Unable to find more demanding employment, he went to work at a New York necktie factory owned by his father-in-law, who encouraged him to study dentistry. His brief first marriage, to Joan Tausik, a deaf painter, ended in divorce.

Almost every dental school Marsters applied to turned him down, but New York University granted him provisional enrollment, his family said, and he graduated in 1952.

Advertisement

In dental school, he sometimes pretended he was hard of hearing instead of deaf because he thought it would lessen the concerns of his professors, Marsters later recalled.
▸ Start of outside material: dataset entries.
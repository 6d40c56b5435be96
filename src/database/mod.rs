pub mod manager;
pub mod memory;
pub mod models;
pub mod repository;
pub mod store;

pub use manager::{DatabaseError, DatabaseManager};
pub use memory::MemoryStore;
pub use models::{OrganizationRole, OrganizationScope, Resource};
pub use repository::Repository;
pub use store::{PageSlice, ResourceStore, StoreError};
//! HTTP accessor for resource collections.
//!
//! Calls go straight to the server every time: no caching, no retries. Any
//! non-2xx response comes back as [`ClientError::Status`] carrying the status
//! and the parsed body so callers can inspect the machine code themselves.

use reqwest::{Response, StatusCode};
use serde::de::DeserializeOwned;
use serde_json::Value;
use std::marker::PhantomData;
use thiserror::Error;
use url::Url;

use crate::database::models::{OrganizationRole, OrganizationScope, Resource};
use crate::middleware::TOTAL_NUMBER_HEADER;
use crate::types::{CreateInput, ListQuery, UpdateInput};

#[derive(Debug, Error)]
pub enum ClientError {
    #[error("request failed with status {status}: {body}")]
    Status { status: StatusCode, body: Value },

    #[error("invalid URL: {0}")]
    InvalidUrl(#[from] url::ParseError),

    #[error(transparent)]
    Transport(#[from] reqwest::Error),
}

impl ClientError {
    pub fn status(&self) -> Option<StatusCode> {
        match self {
            ClientError::Status { status, .. } => Some(*status),
            ClientError::Transport(err) => err.status(),
            ClientError::InvalidUrl(_) => None,
        }
    }

    /// Machine-readable `code` from the error body, if any
    pub fn code(&self) -> Option<&str> {
        match self {
            ClientError::Status { body, .. } => body.get("code").and_then(Value::as_str),
            _ => None,
        }
    }
}

/// Typed CRUD accessor for one resource kind
pub struct ResourceClient<E> {
    http: reqwest::Client,
    collection: Url,
    _kind: PhantomData<E>,
}

impl<E> Clone for ResourceClient<E> {
    fn clone(&self) -> Self {
        Self {
            http: self.http.clone(),
            collection: self.collection.clone(),
            _kind: PhantomData,
        }
    }
}

pub type ScopeClient = ResourceClient<OrganizationScope>;
pub type RoleClient = ResourceClient<OrganizationRole>;

impl<E: Resource> ResourceClient<E> {
    pub fn new(base_url: &str) -> Result<Self, ClientError> {
        Self::with_client(reqwest::Client::new(), base_url)
    }

    pub fn with_client(http: reqwest::Client, base_url: &str) -> Result<Self, ClientError> {
        let mut base = Url::parse(base_url)?;
        // join() replaces the last segment unless the path ends in '/'
        if !base.path().ends_with('/') {
            let path = format!("{}/", base.path());
            base.set_path(&path);
        }
        let collection = base.join(E::PATH)?;
        Ok(Self {
            http,
            collection,
            _kind: PhantomData,
        })
    }

    pub fn collection_url(&self) -> &Url {
        &self.collection
    }

    fn item_url(&self, id: &str) -> Result<Url, ClientError> {
        let mut url = self.collection.clone();
        url.path_segments_mut()
            .map_err(|_| ClientError::InvalidUrl(url::ParseError::RelativeUrlWithCannotBeABaseBase))?
            .push(id);
        Ok(url)
    }

    pub async fn create(&self, input: &CreateInput) -> Result<E, ClientError> {
        let response = self.http.post(self.collection.clone()).json(input).send().await?;
        Self::json(response).await
    }

    pub async fn get(&self, id: &str) -> Result<E, ClientError> {
        let response = self.http.get(self.item_url(id)?).send().await?;
        Self::json(response).await
    }

    pub async fn update(&self, id: &str, input: &UpdateInput) -> Result<E, ClientError> {
        let response = self.http.patch(self.item_url(id)?).json(input).send().await?;
        Self::json(response).await
    }

    pub async fn delete(&self, id: &str) -> Result<(), ClientError> {
        let response = self.http.delete(self.item_url(id)?).send().await?;
        Self::check(response).await?;
        Ok(())
    }

    pub async fn list(&self, query: &ListQuery) -> Result<Vec<E>, ClientError> {
        Ok(self.list_with_total(query).await?.0)
    }

    /// One page plus the `Total-Number` header when the server sends it
    pub async fn list_with_total(
        &self,
        query: &ListQuery,
    ) -> Result<(Vec<E>, Option<u64>), ClientError> {
        let response = self
            .http
            .get(self.collection.clone())
            .query(query)
            .send()
            .await?;
        let response = Self::check(response).await?;
        let total = response
            .headers()
            .get(TOTAL_NUMBER_HEADER)
            .and_then(|v| v.to_str().ok())
            .and_then(|v| v.parse::<u64>().ok());
        let items = response.json::<Vec<E>>().await?;
        Ok((items, total))
    }

    async fn json<T: DeserializeOwned>(response: Response) -> Result<T, ClientError> {
        Ok(Self::check(response).await?.json::<T>().await?)
    }

    async fn check(response: Response) -> Result<Response, ClientError> {
        let status = response.status();
        if status.is_success() {
            return Ok(response);
        }
        let text = response.text().await.unwrap_or_default();
        let body = serde_json::from_str(&text).unwrap_or(Value::Null);
        Err(ClientError::Status { status, body })
    }
}
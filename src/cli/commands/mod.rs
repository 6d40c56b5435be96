pub mod alteration;
pub mod resource;
use clap::Subcommand;
use serde_json::json;

use crate::alteration::Alterator;
use crate::cli::utils::output_success;
use crate::cli::OutputFormat;
use crate::database::DatabaseManager;

#[derive(Subcommand)]
pub enum AlterationCommands {
    #[command(about = "Show the applied timestamp and pending alterations")]
    Status,

    #[command(about = "Apply pending alterations")]
    Deploy {
        #[arg(long, help = "Stop after the alteration with this timestamp")]
        to: Option<i64>,
    },

    #[command(about = "Revert alterations newer than the target timestamp")]
    Rollback {
        #[arg(help = "Timestamp to roll back to (0 reverts everything)")]
        target: i64,
    },
}

pub async fn handle(cmd: AlterationCommands, output_format: OutputFormat) -> anyhow::Result<()> {
    let pool = DatabaseManager::connect(&crate::config::config().database).await?;
    let alterator = Alterator::new(pool);
    alterator.ensure_baseline().await?;

    match cmd {
        AlterationCommands::Status => {
            let status = alterator.status().await?;
            match output_format {
                OutputFormat::Json => println!("{}", serde_json::to_string_pretty(&status)?),
                OutputFormat::Text => {
                    println!("Applied up to: {} (updated {})", status.timestamp, status.updated_at.format("%Y-%m-%d %H:%M"));
                    if status.pending.is_empty() {
                        println!("No pending alterations");
                    } else {
                        println!("Pending:");
                        for version in &status.pending {
                            println!("  {}", version);
                        }
                    }
                }
            }
            Ok(())
        }
        AlterationCommands::Deploy { to } => {
            let applied = alterator.deploy(to).await?;
            output_success(
                &output_format,
                &format!("Applied {} alteration(s)", applied.len()),
                Some(json!({ "applied": applied })),
            )
        }
        AlterationCommands::Rollback { target } => {
            let reverted = alterator.rollback(target).await?;
            output_success(
                &output_format,
                &format!("Reverted {} alteration(s)", reverted.len()),
                Some(json!({ "reverted": reverted })),
            )
        }
    }
}
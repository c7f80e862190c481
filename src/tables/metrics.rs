//! Accuracy and F1 scores per evaluated design.

use std::collections::HashMap;

use serde::{Deserialize, Serialize};

use crate::error::{ExplorerError, Result};
use crate::topology::DesignKey;

/// Test-set scores of one trained design
#[derive(Debug, Clone, Copy, PartialEq, Serialize, Deserialize)]
pub struct Metrics {
    #[serde(alias = "Accuracy")]
    pub accuracy: f64,
    #[serde(alias = "f1-score")]
    pub f1: f64,
}

/// Mapping from design key to scores
#[derive(Debug, Clone, Default, Serialize, Deserialize)]
#[serde(transparent)]
pub struct MetricsTable {
    entries: HashMap<DesignKey, Metrics>,
}

impl MetricsTable {
    pub fn new(entries: HashMap<DesignKey, Metrics>) -> Self {
        Self { entries }
    }

    /// Look up the scores of a design
    ///
    /// # Errors
    /// Returns `KeyNotFound` if the design was never evaluated.
    pub fn get(&self, key: &DesignKey) -> Result<Metrics> {
        self.entries
            .get(key)
            .copied()
            .ok_or_else(|| ExplorerError::KeyNotFound {
                key: key.to_string(),
            })
    }

    pub fn contains(&self, key: &DesignKey) -> bool {
        self.entries.contains_key(key)
    }

    pub fn len(&self) -> usize {
        self.entries.len()
    }

    pub fn is_empty(&self) -> bool {
        self.entries.is_empty()
    }
}

#[cfg(test)]
mod tests {
    use super::*;

    #[test]
    fn test_deserialize_with_column_aliases() {
        let json = r#"{
            "(4,)": {"Accuracy": 0.91, "f1-score": 0.88},
            "(4, 8)": {"accuracy": 0.93, "f1": 0.9}
        }"#;
        let table: MetricsTable = serde_json::from_str(json).unwrap();

        assert_eq!(table.len(), 2);
        let metrics = table.get(&DesignKey::from("(4,)")).unwrap();
        assert_eq!(metrics.accuracy, 0.91);
        assert_eq!(metrics.f1, 0.88);
    }

    #[test]
    fn test_missing_key() {
        let table = MetricsTable::default();
        let err = table.get(&DesignKey::from("(2,)")).unwrap_err();
        assert_eq!(err.error_code(), "KEY_NOT_FOUND");
    }
}
//! Weighted histogram of the classifier output.

use serde::{Deserialize, Serialize};

use crate::error::Result;
use crate::math::round_to;
use crate::tables::{ClassFilter, EventClass, ProbabilityTable};
use crate::topology::Topology;

/// Events per class in the placeholder histogram
const IDEAL_EVENTS_PER_CLASS: usize = 50;

/// Output value of an ideally classified background event
const IDEAL_BACKGROUND_OUTPUT: f64 = 0.02;

/// Output value of an ideally classified signal event
const IDEAL_SIGNAL_OUTPUT: f64 = 0.98;

/// Decimals kept on bin edges
const EDGE_DECIMALS: i32 = 10;

/// Slack when deciding whether the width divides [0, 1] evenly
const EDGE_TOLERANCE: f64 = 1e-9;

#[derive(Debug, Clone, Copy, PartialEq, Serialize, Deserialize)]
pub struct HistogramBin {
    pub lower: f64,
    pub upper: f64,
    pub signal: f64,
    pub background: f64,
}

/// Fixed-width bins over [0, 1]
#[derive(Debug, Clone, PartialEq, Serialize, Deserialize)]
pub struct Histogram {
    pub bin_width: f64,
    pub bins: Vec<HistogramBin>,
}

impl Histogram {
    /// Empty histogram with bins of `bin_width` covering [0, 1]
    ///
    /// Bin edges are rounded so that multiples of the width land exactly on
    /// the slider values. A width that does not divide 1 leaves a narrower
    /// last bin ending at 1.
    pub fn empty(bin_width: f64) -> Self {
        let count = ((1.0 / bin_width - EDGE_TOLERANCE).ceil().max(1.0)) as usize;
        let edge = |i: usize| round_to((i as f64 * bin_width).min(1.0), EDGE_DECIMALS);
        let bins = (0..count)
            .map(|i| HistogramBin {
                lower: edge(i),
                upper: if i + 1 == count { 1.0 } else { edge(i + 1) },
                signal: 0.0,
                background: 0.0,
            })
            .collect();
        Self { bin_width, bins }
    }

    /// Placeholder shown while the model is switched off: a perfectly
    /// separated output with unit weights
    pub fn ideal(filter: ClassFilter, bin_width: f64) -> Self {
        let mut histogram = Self::empty(bin_width);
        let samples = [
            (EventClass::Background, IDEAL_BACKGROUND_OUTPUT),
            (EventClass::Signal, IDEAL_SIGNAL_OUTPUT),
        ];
        for (class, output) in samples {
            if filter.contains(class) {
                for _ in 0..IDEAL_EVENTS_PER_CLASS {
                    histogram.fill(output, class, 1.0);
                }
            }
        }
        histogram
    }

    /// Add a weighted entry; an output of exactly 1.0 lands in the last bin
    pub fn fill(&mut self, output: f64, class: EventClass, weight: f64) {
        let index = self.bin_index(output);
        let bin = &mut self.bins[index];
        match class {
            EventClass::Signal => bin.signal += weight,
            EventClass::Background => bin.background += weight,
        }
    }

    /// Bin holding `output`: the last bin whose lower edge is `<= output`
    fn bin_index(&self, output: f64) -> usize {
        let last = self.bins.len() - 1;
        let mut index = ((output / self.bin_width).floor().max(0.0) as usize).min(last);

        // The division can land one bin off either side of an exact edge
        if index < last && output >= self.bins[index + 1].lower {
            index += 1;
        } else if index > 0 && output < self.bins[index].lower {
            index -= 1;
        }
        index
    }

    pub fn total_signal(&self) -> f64 {
        self.bins.iter().map(|bin| bin.signal).sum()
    }

    pub fn total_background(&self) -> f64 {
        self.bins.iter().map(|bin| bin.background).sum()
    }
}

/// Histogram of the topology's predicted signal probability, weighted by
/// event weight and split by true class
pub fn histogram(
    table: &ProbabilityTable,
    topology: &Topology,
    filter: ClassFilter,
    bin_width: f64,
) -> Result<Histogram> {
    let key = topology.design_key();
    table.require_design(&key)?;

    let mut histogram = Histogram::empty(bin_width);
    for row in table.rows().iter().filter(|row| filter.contains(row.true_label)) {
        if let Some(p) = row.probability(&key) {
            histogram.fill(p, row.true_label, row.weight);
        }
    }
    Ok(histogram)
}
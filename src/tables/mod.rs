//! Lookup Tables
//!
//! Immutable tables produced by the offline training pipeline. They are
//! loaded once into a [`DataSet`] and then only read.

mod dataset;
mod events;
mod metrics;
mod probabilities;
mod scatter;

pub use dataset::DataSet;
pub use events::{EventRecord, EventTable, FeatureValue};
pub use metrics::{Metrics, MetricsTable};
pub use probabilities::{ProbabilityRow, ProbabilityTable};
pub use scatter::{AxisRange, ScatterRow, ScatterTable};

use serde::{Deserialize, Serialize};

/// True class of a simulated event (`0` background, `1` signal)
#[derive(Debug, Clone, Copy, PartialEq, Eq, PartialOrd, Ord, Hash, Serialize, Deserialize)]
#[serde(try_from = "u8", into = "u8")]
pub enum EventClass {
    Background,
    Signal,
}

impl EventClass {
    pub fn label(self) -> u8 {
        match self {
            EventClass::Background => 0,
            EventClass::Signal => 1,
        }
    }
}

impl TryFrom<u8> for EventClass {
    type Error = String;

    fn try_from(value: u8) -> std::result::Result<Self, Self::Error> {
        match value {
            0 => Ok(EventClass::Background),
            1 => Ok(EventClass::Signal),
            other => Err(format!("event label must be 0 or 1, got {}", other)),
        }
    }
}

impl From<EventClass> for u8 {
    fn from(class: EventClass) -> Self {
        class.label()
    }
}

/// Set of event classes enabled in the histogram legend
#[derive(Debug, Clone, Copy, PartialEq, Eq, Serialize, Deserialize)]
pub struct ClassFilter {
    pub background: bool,
    pub signal: bool,
}

impl ClassFilter {
    pub fn all() -> Self {
        Self {
            background: true,
            signal: true,
        }
    }

    pub fn none() -> Self {
        Self {
            background: false,
            signal: false,
        }
    }

    /// Filter enabling exactly the given labels (unknown labels are ignored)
    pub fn from_labels<I: IntoIterator<Item = u8>>(labels: I) -> Self {
        let mut filter = Self::none();
        for label in labels {
            match EventClass::try_from(label) {
                Ok(EventClass::Background) => filter.background = true,
                Ok(EventClass::Signal) => filter.signal = true,
                Err(_) => {}
            }
        }
        filter
    }

    pub fn contains(&self, class: EventClass) -> bool {
        match class {
            EventClass::Background => self.background,
            EventClass::Signal => self.signal,
        }
    }
}

impl Default for ClassFilter {
    fn default() -> Self {
        Self::all()
    }
}

#[cfg(test)]
mod tests {
    use super::*;

    #[test]
    fn test_event_class_from_label() {
        assert_eq!(EventClass::try_from(0u8).unwrap(), EventClass::Background);
        assert_eq!(EventClass::try_from(1u8).unwrap(), EventClass::Signal);
        assert!(EventClass::try_from(2u8).is_err());
    }

    #[test]
    fn test_event_class_serde() {
        let class: EventClass = serde_json::from_str("1").unwrap();
        assert_eq!(class, EventClass::Signal);
        assert!(serde_json::from_str::<EventClass>("3").is_err());
    }

    #[test]
    fn test_class_filter() {
        let filter = ClassFilter::from_labels([1]);
        assert!(filter.contains(EventClass::Signal));
        assert!(!filter.contains(EventClass::Background));

        let empty = ClassFilter::from_labels(std::iter::empty());
        assert_eq!(empty, ClassFilter::none());
    }
}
Years later, he took a similar approach when he regularly flew his plane to Lone Pine, where he had a second office.

Announcing he was deaf invariably caused panic in the landing tower, so he would pretend his radio wasn’t receiving properly. He would talk to the air-traffic controllers, who communicated in return with flashing lights, his daughter said.

On the advice of a roommate from Wright Oral School -- John Tracy, actor Spencer Tracy’s son and namesake of the Los Angeles clinic that helps hearing-impaired children and their families -- Marsters moved west and studied to be an orthodontist at USC.

In 1954, he opened his orthodontic practice in Pasadena and a year later married Alice Amelia Dorsey, who was director of the John Tracy Clinic’s preschool. He retired in 1990.

“If my dad got a phone call from his insurance agent, or anybody, I had to listen, mouth the words, then he would lip-read and reply with his voice,” his daughter said. “Every single phone conversation was like that when I was a child.”

Advertisement

So imagine Marsters’ unbridled joy when he and Weitbrecht made history in 1964 by making the first long-distance teletypewriter call on a traditional telephone line. At first the communication between their homes in Pasadena and Redwood City was garbled, but the typed words were soon clear and concise.

“Are you printing me now?” Weitbrecht asked Marsters. “Let’s quit for now and gloat over the success.”

Weitbrecht died in 1983 and Saks died in 1989.

Marsters’ wife, Alice, died in 2003.

He is survived by their children, James Marsters Jr., a chemist, of Oakland, Jean Marsters, a doctor, and Guy Marsters, a musician, both of Pasadena; and two grandchildren.

A memorial service is being planned for October in Oakland.

Memorial donations may be made to the Jean Weingarten Peninsula Oral School, deafkidstalk.org, or the John Tracy Clinic, johntracyclinic.org.